» **PROBLEM REQUIREMENTS**: In the records that follow, find each line with the word "MemoryPreferenceRepository" and copy it.

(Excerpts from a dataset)
=== Begin Enclosure ===
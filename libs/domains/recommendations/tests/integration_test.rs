//! Integration tests for the recommendations domain
//!
//! These tests compose the real codec, the in-memory stores and the
//! similarity engine end to end:
//! - Embedding generation from stored preference profiles
//! - Ranking under both metrics
//! - Pairwise comparison naming the missing side
//! - Bulk refresh

use domain_preferences::{
    MemoryPreferenceRepository, PreferenceFlags, PreferenceService, PreferenceVector,
    SavePreferences, VECTOR_DIMENSION,
};
use domain_recommendations::*;
use uuid::Uuid;

type Services = (
    PreferenceService<MemoryPreferenceRepository>,
    RecommendationService<MemoryEmbeddingRepository, MemoryPreferenceRepository>,
);

// Both services share one preference store, the way production services
// share one database connection.
fn services() -> Services {
    let prefs_repo = MemoryPreferenceRepository::new();
    let preferences = PreferenceService::new(prefs_repo.clone());
    let recommendations =
        RecommendationService::new(MemoryEmbeddingRepository::new(), prefs_repo);
    (preferences, recommendations)
}

fn outdoor_flags() -> PreferenceFlags {
    PreferenceFlags {
        outdoor_activities: true,
        mountain_trips: true,
        packed_schedule: true,
        ..Default::default()
    }
}

fn cafe_flags() -> PreferenceFlags {
    PreferenceFlags {
        cafes: true,
        relaxed_pace: true,
        healing_trips: true,
        ..Default::default()
    }
}

async fn save_profile(
    preferences: &PreferenceService<MemoryPreferenceRepository>,
    flags: PreferenceFlags,
) -> Uuid {
    let user_id = Uuid::now_v7();
    preferences
        .save_preferences(SavePreferences { user_id, flags })
        .await
        .unwrap();
    user_id
}

// ============================================================================
// Embedding Generation
// ============================================================================

#[tokio::test]
async fn generate_from_preferences_stores_encoded_vector() {
    let (preferences, recommendations) = services();
    let user_id = save_profile(&preferences, outdoor_flags()).await;

    let embedding = recommendations
        .generate_from_preferences(user_id)
        .await
        .unwrap();

    assert_eq!(embedding.user_id, user_id);
    assert_eq!(embedding.vector.components().len(), VECTOR_DIMENSION);
    // outdoor_activities, packed_schedule and mountain_trips set
    assert_eq!(
        embedding
            .vector
            .components()
            .iter()
            .filter(|c| **c == 1.0)
            .count(),
        3
    );

    let fetched = recommendations.get_embedding(user_id).await.unwrap();
    assert_eq!(fetched, embedding);
}

#[tokio::test]
async fn regeneration_replaces_vector_and_keeps_created_at() {
    let (preferences, recommendations) = services();
    let user_id = save_profile(&preferences, outdoor_flags()).await;

    let first = recommendations
        .generate_from_preferences(user_id)
        .await
        .unwrap();

    preferences
        .save_preferences(SavePreferences {
            user_id,
            flags: cafe_flags(),
        })
        .await
        .unwrap();

    let second = recommendations
        .generate_from_preferences(user_id)
        .await
        .unwrap();

    assert_ne!(second.vector, first.vector);
    assert_eq!(second.created_at, first.created_at);
    assert_eq!(recommendations.count_embeddings().await.unwrap(), 1);
}

#[tokio::test]
async fn generate_without_profile_fails() {
    let (_preferences, recommendations) = services();
    let user_id = Uuid::now_v7();

    let result = recommendations.generate_from_preferences(user_id).await;
    assert!(matches!(
        result,
        Err(RecommendationError::ProfileNotFound(id)) if id == user_id
    ));
}

#[tokio::test]
async fn upload_and_delete_embedding() {
    let (_preferences, recommendations) = services();
    let user_id = Uuid::now_v7();

    let vector = PreferenceVector::from_components(&[1.0, 0.0, 1.0]);
    recommendations
        .upload_embedding(user_id, vector)
        .await
        .unwrap();

    assert_eq!(recommendations.count_embeddings().await.unwrap(), 1);

    recommendations.delete_embedding(user_id).await.unwrap();
    let result = recommendations.get_embedding(user_id).await;
    assert!(matches!(
        result,
        Err(RecommendationError::EmbeddingNotFound(_))
    ));

    // Second delete should fail
    let result = recommendations.delete_embedding(user_id).await;
    assert!(matches!(
        result,
        Err(RecommendationError::EmbeddingNotFound(_))
    ));
}

// ============================================================================
// Ranking
// ============================================================================

#[tokio::test]
async fn find_similar_ranks_matching_profiles_first() {
    let (preferences, recommendations) = services();

    let target = save_profile(&preferences, outdoor_flags()).await;
    let twin = save_profile(&preferences, outdoor_flags()).await;
    let opposite = save_profile(&preferences, cafe_flags()).await;

    for user in [target, twin, opposite] {
        recommendations
            .generate_from_preferences(user)
            .await
            .unwrap();
    }

    for metric in [SimilarityMetric::Cosine, SimilarityMetric::Euclidean] {
        let ranked = recommendations
            .find_similar(target, metric, 10)
            .await
            .unwrap();

        assert_eq!(ranked.len(), 2, "target itself must be excluded");
        assert_eq!(ranked[0].user_id, twin);
        assert_eq!(ranked[1].user_id, opposite);
        assert!(ranked[0].score > ranked[1].score);
    }
}

#[tokio::test]
async fn find_similar_respects_limit() {
    let (preferences, recommendations) = services();
    let target = save_profile(&preferences, outdoor_flags()).await;
    recommendations
        .generate_from_preferences(target)
        .await
        .unwrap();

    for _ in 0..5 {
        let user = save_profile(&preferences, cafe_flags()).await;
        recommendations
            .generate_from_preferences(user)
            .await
            .unwrap();
    }

    let ranked = recommendations
        .find_similar(target, SimilarityMetric::Cosine, 3)
        .await
        .unwrap();
    assert_eq!(ranked.len(), 3);

    let empty = recommendations
        .find_similar(target, SimilarityMetric::Cosine, 0)
        .await
        .unwrap();
    assert!(empty.is_empty());
}

#[tokio::test]
async fn find_similar_without_embedding_fails_even_with_candidates() {
    let (preferences, recommendations) = services();

    for _ in 0..3 {
        let user = save_profile(&preferences, cafe_flags()).await;
        recommendations
            .generate_from_preferences(user)
            .await
            .unwrap();
    }

    let stranger = Uuid::now_v7();
    let result = recommendations
        .find_similar(stranger, SimilarityMetric::Cosine, 10)
        .await;

    assert!(matches!(
        result,
        Err(RecommendationError::EmbeddingNotFound(id)) if id == stranger
    ));
}

#[tokio::test]
async fn most_similar_and_threshold_queries() {
    let (preferences, recommendations) = services();

    let target = save_profile(&preferences, outdoor_flags()).await;
    let twin = save_profile(&preferences, outdoor_flags()).await;
    let opposite = save_profile(&preferences, cafe_flags()).await;

    for user in [target, twin, opposite] {
        recommendations
            .generate_from_preferences(user)
            .await
            .unwrap();
    }

    let best = recommendations
        .most_similar(target, SimilarityMetric::Cosine)
        .await
        .unwrap()
        .unwrap();
    assert_eq!(best.user_id, twin);

    let close = recommendations
        .find_above_threshold(target, SimilarityMetric::Cosine, 0.9)
        .await
        .unwrap();
    assert_eq!(close.len(), 1);
    assert_eq!(close[0].user_id, twin);
}

#[tokio::test]
async fn average_similarity_is_none_for_empty_pool() {
    let (preferences, recommendations) = services();
    let target = save_profile(&preferences, outdoor_flags()).await;
    recommendations
        .generate_from_preferences(target)
        .await
        .unwrap();

    let average = recommendations
        .average_similarity(target, SimilarityMetric::Cosine)
        .await
        .unwrap();
    assert!(average.is_none());

    let other = save_profile(&preferences, outdoor_flags()).await;
    recommendations
        .generate_from_preferences(other)
        .await
        .unwrap();

    let average = recommendations
        .average_similarity(target, SimilarityMetric::Cosine)
        .await
        .unwrap()
        .unwrap();
    assert!((average - 1.0).abs() < 1e-6);
}

// ============================================================================
// Pairwise Similarity
// ============================================================================

#[tokio::test]
async fn pairwise_similarity_matches_ranking_scale() {
    let (preferences, recommendations) = services();

    let a = save_profile(&preferences, outdoor_flags()).await;
    let b = save_profile(&preferences, outdoor_flags()).await;
    for user in [a, b] {
        recommendations
            .generate_from_preferences(user)
            .await
            .unwrap();
    }

    let cosine = recommendations
        .pairwise_similarity(a, b, SimilarityMetric::Cosine)
        .await
        .unwrap();
    assert!(cosine.distance.abs() < 1e-6);
    assert!((cosine.score - 1.0).abs() < 1e-6);

    let euclidean = recommendations
        .pairwise_similarity(a, b, SimilarityMetric::Euclidean)
        .await
        .unwrap();
    assert_eq!(euclidean.distance, 0.0);
    assert_eq!(euclidean.score, 1.0);
}

#[tokio::test]
async fn pairwise_similarity_names_the_missing_side() {
    let (preferences, recommendations) = services();

    let present = save_profile(&preferences, outdoor_flags()).await;
    recommendations
        .generate_from_preferences(present)
        .await
        .unwrap();

    let missing = Uuid::now_v7();

    let result = recommendations
        .pairwise_similarity(present, missing, SimilarityMetric::Cosine)
        .await;
    assert!(matches!(
        result,
        Err(RecommendationError::EmbeddingNotFound(id)) if id == missing
    ));

    let result = recommendations
        .pairwise_similarity(missing, present, SimilarityMetric::Cosine)
        .await;
    assert!(matches!(
        result,
        Err(RecommendationError::EmbeddingNotFound(id)) if id == missing
    ));
}

// ============================================================================
// Bulk Refresh
// ============================================================================

#[tokio::test]
async fn refresh_all_embeddings_covers_every_profile() {
    let (preferences, recommendations) = services();

    let mut saved = Vec::new();
    for flags in [outdoor_flags(), cafe_flags(), PreferenceFlags::default()] {
        saved.push(save_profile(&preferences, flags).await);
    }

    let refreshed = recommendations.refresh_all_embeddings().await.unwrap();
    assert_eq!(refreshed, 3);
    assert_eq!(recommendations.count_embeddings().await.unwrap(), 3);

    for user in saved {
        recommendations.get_embedding(user).await.unwrap();
    }
}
=== End Enclosure ===
» **FINAL ANSWER**:
    MemoryPreferenceRepository, PreferenceFlags, PreferenceService, PreferenceVector,
    PreferenceService<MemoryPreferenceRepository>,
    RecommendationService<MemoryEmbeddingRepository, MemoryPreferenceRepository>,
    let prefs_repo = MemoryPreferenceRepository::new();
    preferences: &PreferenceService<MemoryPreferenceRepository>,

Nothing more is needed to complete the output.